━━ Given entries ━━

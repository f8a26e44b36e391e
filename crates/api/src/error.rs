//! API error types with HTTP response mapping.

use axum::http::StatusCode;
use axum::response::{IntoResponse, Response};
use bus::BusError;
use domain::{DomainError, OrderError};
use saga::SagaError;
use thiserror::Error;

use crate::config::ConfigError;

/// API-level error type that maps to HTTP responses.
#[derive(Debug, Error)]
pub enum ApiError {
    /// Resource not found.
    #[error("{0}")]
    NotFound(String),

    /// Bad request from the client.
    #[error("{0}")]
    BadRequest(String),

    /// Saga error, including persistence failures.
    #[error(transparent)]
    Saga(#[from] SagaError),

    /// The order was stored but `order.created` could not be published.
    #[error("Failed to publish order event: {0}")]
    Publish(#[from] BusError),
}

impl IntoResponse for ApiError {
    fn into_response(self) -> Response {
        let status = match &self {
            ApiError::NotFound(_) => StatusCode::NOT_FOUND,
            ApiError::BadRequest(_) => StatusCode::BAD_REQUEST,
            ApiError::Saga(err) => saga_error_status(err),
            ApiError::Publish(_) => StatusCode::INTERNAL_SERVER_ERROR,
        };
        if status.is_server_error() {
            tracing::error!(error = %self, "internal server error");
        }

        let body = serde_json::json!({ "error": self.to_string() });
        (status, axum::Json(body)).into_response()
    }
}

fn saga_error_status(err: &SagaError) -> StatusCode {
    match err {
        SagaError::OrderNotFound(_) | SagaError::Domain(DomainError::OrderNotFound(_)) => {
            StatusCode::NOT_FOUND
        }
        SagaError::Domain(DomainError::Order(order_err)) => match order_err {
            OrderError::CustomerIdRequired
            | OrderError::DeliveryAddressRequired
            | OrderError::NoItems
            | OrderError::InvalidProductId { .. }
            | OrderError::InvalidQuantity { .. }
            | OrderError::InvalidPrice { .. } => StatusCode::BAD_REQUEST,
            OrderError::UnknownStatus(_) => StatusCode::INTERNAL_SERVER_ERROR,
        },
        _ => StatusCode::INTERNAL_SERVER_ERROR,
    }
}

/// Errors that abort service startup or end its run.
#[derive(Debug, Error)]
pub enum StartupError {
    #[error("Configuration error: {0}")]
    Config(#[from] ConfigError),

    #[error("Database error: {0}")]
    Database(#[from] sqlx::Error),

    #[error("Domain error: {0}")]
    Domain(#[from] DomainError),

    #[error("Bus error: {0}")]
    Bus(#[from] BusError),

    #[error("Failed to install metrics recorder: {0}")]
    Metrics(String),

    #[error("Server error: {0}")]
    Io(#[from] std::io::Error),
}

#[cfg(test)]
mod tests {
    use super::*;
    use common::OrderId;

    #[test]
    fn test_status_mapping() {
        let invalid: ApiError = SagaError::Domain(DomainError::Order(OrderError::NoItems)).into();
        assert_eq!(invalid.into_response().status(), StatusCode::BAD_REQUEST);

        let missing: ApiError = SagaError::OrderNotFound(OrderId::new(9)).into();
        assert_eq!(missing.into_response().status(), StatusCode::NOT_FOUND);

        let down: ApiError =
            SagaError::Domain(DomainError::Unavailable("db down".to_string())).into();
        assert_eq!(down.into_response().status(), StatusCode::INTERNAL_SERVER_ERROR);

        let publish: ApiError = BusError::Publish("nack".to_string()).into();
        assert_eq!(publish.into_response().status(), StatusCode::INTERNAL_SERVER_ERROR);
    }
}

━━━

## Your assignment
Give back the whole listing exactly as it reads.

## Response area
repository f8a26e44b36e391e
filename crates/api/src/error.rs
//! API error types with HTTP response mapping.

use axum::http::StatusCode;
use axum::response::{IntoResponse, Response};
use bus::BusError;
use domain::{DomainError, OrderError};
use saga::SagaError;
use thiserror::Error;

use crate::config::ConfigError;

/// API-level error type that maps to HTTP responses.
#[derive(Debug, Error)]
pub enum ApiError {
    /// Resource not found.
    #[error("{0}")]
    NotFound(String),

    /// Bad request from the client.
    #[error("{0}")]
    BadRequest(String),

    /// Saga error, including persistence failures.
    #[error(transparent)]
    Saga(#[from] SagaError),

    /// The order was stored but `order.created` could not be published.
    #[error("Failed to publish order event: {0}")]
    Publish(#[from] BusError),
}

impl IntoResponse for ApiError {
    fn into_response(self) -> Response {
        let status = match &self {
            ApiError::NotFound(_) => StatusCode::NOT_FOUND,
            ApiError::BadRequest(_) => StatusCode::BAD_REQUEST,
            ApiError::Saga(err) => saga_error_status(err),
            ApiError::Publish(_) => StatusCode::INTERNAL_SERVER_ERROR,
        };
        if status.is_server_error() {
            tracing::error!(error = %self, "internal server error");
        }

        let body = serde_json::json!({ "error": self.to_string() });
        (status, axum::Json(body)).into_response()
    }
}

fn saga_error_status(err: &SagaError) -> StatusCode {
    match err {
        SagaError::OrderNotFound(_) | SagaError::Domain(DomainError::OrderNotFound(_)) => {
            StatusCode::NOT_FOUND
        }
        SagaError::Domain(DomainError::Order(order_err)) => match order_err {
            OrderError::CustomerIdRequired
            | OrderError::DeliveryAddressRequired
            | OrderError::NoItems
            | OrderError::InvalidProductId { .. }
            | OrderError::InvalidQuantity { .. }
            | OrderError::InvalidPrice { .. } => StatusCode::BAD_REQUEST,
            OrderError::UnknownStatus(_) => StatusCode::INTERNAL_SERVER_ERROR,
        },
        _ => StatusCode::INTERNAL_SERVER_ERROR,
    }
}

/// Errors that abort service startup or end its run.
#[derive(Debug, Error)]
pub enum StartupError {
    #[error("Configuration error: {0}")]
    Config(#[from] ConfigError),

    #[error("Database error: {0}")]
    Database(#[from] sqlx::Error),

    #[error("Domain error: {0}")]
    Domain(#[from] DomainError),

    #[error("Bus error: {0}")]
    Bus(#[from] BusError),

    #[error("Failed to install metrics recorder: {0}")]
    Metrics(String),

    #[error("Server error: {0}")]
    Io(#[from] std::io::Error),
}

#[cfg(test)]
mod tests {
    use super::*;
    use common::OrderId;

    #[test]
    fn test_status_mapping() {
        let invalid: ApiError = SagaError::Domain(DomainError::Order(OrderError::NoItems)).into();
        assert_eq!(invalid.into_response().status(), StatusCode::BAD_REQUEST);

        let missing: ApiError = SagaError::OrderNotFound(OrderId::new(9)).into();
        assert_eq!(missing.into_response().status(), StatusCode::NOT_FOUND);

        let down: ApiError =
            SagaError::Domain(DomainError::Unavailable("db down".to_string())).into();
        assert_eq!(down.into_response().status(), StatusCode::INTERNAL_SERVER_ERROR);

        let publish: ApiError = BusError::Publish("nack".to_string()).into();
        assert_eq!(publish.into_response().status(), StatusCode::INTERNAL_SERVER_ERROR);
    }
}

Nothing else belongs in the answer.